Joe Vandusen thought it was a joke when he received a certified letter from the Iowa Department of Human Resources last month at his home in Davenport, according to WQAD.
"I opened it up and it was child support, for a kid that is not even mine," he said.
The child was recently born to his long-estranged wife, and there's no way it's his, he said.
"We've had no contact whatsoever in 16 or 17 years, and the child just turned 1 year old," Vandusen said.
But by law, Joe is still legally responsible and the state and its Child Support Recovery Unit, are telling him, he had better pay up.
"I explained to her this is not my child.
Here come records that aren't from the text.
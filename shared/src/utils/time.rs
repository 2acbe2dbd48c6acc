//! Time-related utilities

use chrono::{DateTime, Timelike, Utc};

/// Truncate a timestamp to the start of its UTC hour
pub fn truncate_to_hour(time: DateTime<Utc>) -> DateTime<Utc> {
    time.with_nanosecond(0)
        .and_then(|t| t.with_second(0))
        .and_then(|t| t.with_minute(0))
        .unwrap_or(time)
}

/// `YYYYMM` of the given time, used as the monthly table suffix
pub fn month_suffix(time: DateTime<Utc>) -> String {
    time.format("%Y%m").to_string()
}

/// RFC 1123 date as used in HTTP headers, e.g. `Sun, 31 Jul 2016 18:54:30 GMT`
pub fn rfc1123(time: DateTime<Utc>) -> String {
    time.format("%a, %d %b %Y %H:%M:%S GMT").to_string()
}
I'm willing to do a paternity test and she flat out told me it does not matter, you're legally married to her. You're going to pay child support," Vandusen said.
The couple broke up but were never divorced, and Iowa law and many other states require husbands to pay child support for any child born during the marriage.
"I think it's wrong, it shows Iowa needs to change their laws," said Vandusen, who has two biological children and is helping to raise two non-biological children with his current girlfriend of five years.
A spokesperson from the Iowa Department of Human Resources says in a case like Vandusen's, by law, he is considered the legal father of the new child, even though he has not been with the mother in nearly two decades.
His only recourse is to petition the court to "de-establish" paternity.
That will require going to court and hiring an attorney.
Recently laid off, he says he and his family are already struggling financially, and says the lawyer he contacted wanted a $2,000 retainer fee.
"Unless I come up with that magical $2,000 to pay the lawyer, I don't know what I can do," he said.